--- What the task asks ---
Return all lines from the listing below in which the string "records" occurs.

--- Material supplied ---
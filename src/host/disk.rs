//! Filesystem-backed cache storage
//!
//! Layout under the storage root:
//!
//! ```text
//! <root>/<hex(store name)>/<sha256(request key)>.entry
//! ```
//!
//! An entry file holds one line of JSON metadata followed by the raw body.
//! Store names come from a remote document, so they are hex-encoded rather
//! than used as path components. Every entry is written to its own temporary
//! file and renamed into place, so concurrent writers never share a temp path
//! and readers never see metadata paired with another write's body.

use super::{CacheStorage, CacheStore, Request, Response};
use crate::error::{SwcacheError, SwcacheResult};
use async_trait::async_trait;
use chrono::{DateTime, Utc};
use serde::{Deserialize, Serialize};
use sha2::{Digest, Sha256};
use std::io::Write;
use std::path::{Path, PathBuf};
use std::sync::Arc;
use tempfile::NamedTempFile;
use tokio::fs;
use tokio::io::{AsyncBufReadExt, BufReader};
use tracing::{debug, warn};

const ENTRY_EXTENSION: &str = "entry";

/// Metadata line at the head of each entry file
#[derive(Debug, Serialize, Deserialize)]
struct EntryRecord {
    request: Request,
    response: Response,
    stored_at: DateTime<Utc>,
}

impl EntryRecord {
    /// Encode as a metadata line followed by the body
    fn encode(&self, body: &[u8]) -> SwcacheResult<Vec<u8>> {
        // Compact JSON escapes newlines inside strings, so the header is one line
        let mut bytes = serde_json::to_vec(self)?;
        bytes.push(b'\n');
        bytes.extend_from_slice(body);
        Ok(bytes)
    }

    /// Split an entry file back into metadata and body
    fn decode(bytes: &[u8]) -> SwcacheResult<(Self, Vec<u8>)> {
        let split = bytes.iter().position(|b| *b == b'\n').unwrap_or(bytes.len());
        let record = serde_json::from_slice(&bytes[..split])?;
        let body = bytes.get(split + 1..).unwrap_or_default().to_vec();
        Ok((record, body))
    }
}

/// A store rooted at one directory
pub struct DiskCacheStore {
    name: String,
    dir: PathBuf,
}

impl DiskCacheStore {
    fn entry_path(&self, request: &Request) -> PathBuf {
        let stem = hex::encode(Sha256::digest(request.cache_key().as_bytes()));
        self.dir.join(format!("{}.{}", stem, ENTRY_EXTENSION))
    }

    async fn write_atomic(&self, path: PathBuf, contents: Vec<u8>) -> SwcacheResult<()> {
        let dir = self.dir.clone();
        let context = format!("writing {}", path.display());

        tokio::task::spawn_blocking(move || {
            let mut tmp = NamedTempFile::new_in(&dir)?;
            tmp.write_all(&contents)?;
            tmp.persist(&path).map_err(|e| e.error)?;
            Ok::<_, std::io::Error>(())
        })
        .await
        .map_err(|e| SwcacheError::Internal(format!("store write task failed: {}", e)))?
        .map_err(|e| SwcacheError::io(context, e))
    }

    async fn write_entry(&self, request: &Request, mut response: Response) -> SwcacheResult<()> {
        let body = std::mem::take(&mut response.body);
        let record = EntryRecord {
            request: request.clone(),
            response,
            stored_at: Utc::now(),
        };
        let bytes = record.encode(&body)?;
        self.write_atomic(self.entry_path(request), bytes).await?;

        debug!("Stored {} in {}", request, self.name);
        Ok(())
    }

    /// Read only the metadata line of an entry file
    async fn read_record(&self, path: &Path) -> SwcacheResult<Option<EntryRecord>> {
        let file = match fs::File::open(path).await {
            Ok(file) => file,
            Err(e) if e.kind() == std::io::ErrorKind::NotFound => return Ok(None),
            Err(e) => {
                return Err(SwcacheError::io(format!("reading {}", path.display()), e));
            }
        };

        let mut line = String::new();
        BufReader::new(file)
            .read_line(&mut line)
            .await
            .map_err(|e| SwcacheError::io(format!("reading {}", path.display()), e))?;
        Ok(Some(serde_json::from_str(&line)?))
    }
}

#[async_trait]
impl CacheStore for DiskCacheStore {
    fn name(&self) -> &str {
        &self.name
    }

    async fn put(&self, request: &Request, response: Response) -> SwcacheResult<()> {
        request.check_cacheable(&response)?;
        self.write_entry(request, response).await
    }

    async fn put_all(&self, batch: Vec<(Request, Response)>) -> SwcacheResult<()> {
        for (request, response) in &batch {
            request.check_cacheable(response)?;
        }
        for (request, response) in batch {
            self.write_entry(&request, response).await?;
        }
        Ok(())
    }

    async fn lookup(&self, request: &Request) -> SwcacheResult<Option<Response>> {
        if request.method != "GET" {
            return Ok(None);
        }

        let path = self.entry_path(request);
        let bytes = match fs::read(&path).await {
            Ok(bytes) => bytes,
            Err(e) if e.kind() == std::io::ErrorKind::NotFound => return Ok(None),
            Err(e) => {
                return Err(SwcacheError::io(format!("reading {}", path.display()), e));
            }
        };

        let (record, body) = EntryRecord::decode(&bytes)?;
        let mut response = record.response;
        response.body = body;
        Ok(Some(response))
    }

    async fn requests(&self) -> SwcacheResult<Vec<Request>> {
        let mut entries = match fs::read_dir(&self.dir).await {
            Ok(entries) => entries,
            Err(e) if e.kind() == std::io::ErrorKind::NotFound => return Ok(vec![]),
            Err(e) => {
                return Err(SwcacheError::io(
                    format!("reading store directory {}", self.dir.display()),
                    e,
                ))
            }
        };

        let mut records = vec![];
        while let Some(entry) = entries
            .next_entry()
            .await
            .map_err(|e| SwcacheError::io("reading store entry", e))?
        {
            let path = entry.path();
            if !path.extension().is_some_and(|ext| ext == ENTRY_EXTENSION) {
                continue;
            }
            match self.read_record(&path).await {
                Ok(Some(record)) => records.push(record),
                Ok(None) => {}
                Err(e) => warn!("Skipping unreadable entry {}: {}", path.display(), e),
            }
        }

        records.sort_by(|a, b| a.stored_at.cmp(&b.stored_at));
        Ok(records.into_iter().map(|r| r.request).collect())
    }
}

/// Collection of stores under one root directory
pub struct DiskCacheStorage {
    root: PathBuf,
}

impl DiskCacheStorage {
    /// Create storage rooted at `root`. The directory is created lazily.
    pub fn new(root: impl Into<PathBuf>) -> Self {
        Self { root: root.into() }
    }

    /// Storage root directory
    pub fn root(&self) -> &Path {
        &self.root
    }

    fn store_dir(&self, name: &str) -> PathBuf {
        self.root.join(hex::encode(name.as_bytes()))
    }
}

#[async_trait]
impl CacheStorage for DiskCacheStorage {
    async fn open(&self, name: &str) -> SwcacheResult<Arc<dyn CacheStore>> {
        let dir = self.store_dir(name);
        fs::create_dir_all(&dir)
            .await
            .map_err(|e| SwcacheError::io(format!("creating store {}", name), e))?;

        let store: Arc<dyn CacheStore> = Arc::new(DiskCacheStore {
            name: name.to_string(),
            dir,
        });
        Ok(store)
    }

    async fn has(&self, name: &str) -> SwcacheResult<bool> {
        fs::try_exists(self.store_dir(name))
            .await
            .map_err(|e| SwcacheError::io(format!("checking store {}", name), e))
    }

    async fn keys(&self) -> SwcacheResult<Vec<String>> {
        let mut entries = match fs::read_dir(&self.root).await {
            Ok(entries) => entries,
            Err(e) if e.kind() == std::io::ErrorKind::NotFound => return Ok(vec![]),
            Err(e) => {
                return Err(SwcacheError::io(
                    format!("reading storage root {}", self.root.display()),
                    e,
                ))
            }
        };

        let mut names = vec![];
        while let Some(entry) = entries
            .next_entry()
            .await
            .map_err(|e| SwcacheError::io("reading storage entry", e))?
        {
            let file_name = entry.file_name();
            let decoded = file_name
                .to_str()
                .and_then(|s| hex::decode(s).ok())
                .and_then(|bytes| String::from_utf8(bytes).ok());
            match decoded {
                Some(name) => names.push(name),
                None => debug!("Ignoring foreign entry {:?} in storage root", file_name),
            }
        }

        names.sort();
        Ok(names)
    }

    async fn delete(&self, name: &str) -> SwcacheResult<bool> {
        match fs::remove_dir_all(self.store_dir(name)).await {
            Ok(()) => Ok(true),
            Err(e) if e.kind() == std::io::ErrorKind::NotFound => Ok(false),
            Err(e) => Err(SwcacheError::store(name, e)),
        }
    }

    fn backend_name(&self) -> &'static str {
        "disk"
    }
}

--- Your solution ---
        let mut records = vec![];
                Ok(Some(record)) => records.push(record),
        records.sort_by(|a, b| a.stored_at.cmp(&b.stored_at));
        Ok(records.into_iter().map(|r| r.request).collect())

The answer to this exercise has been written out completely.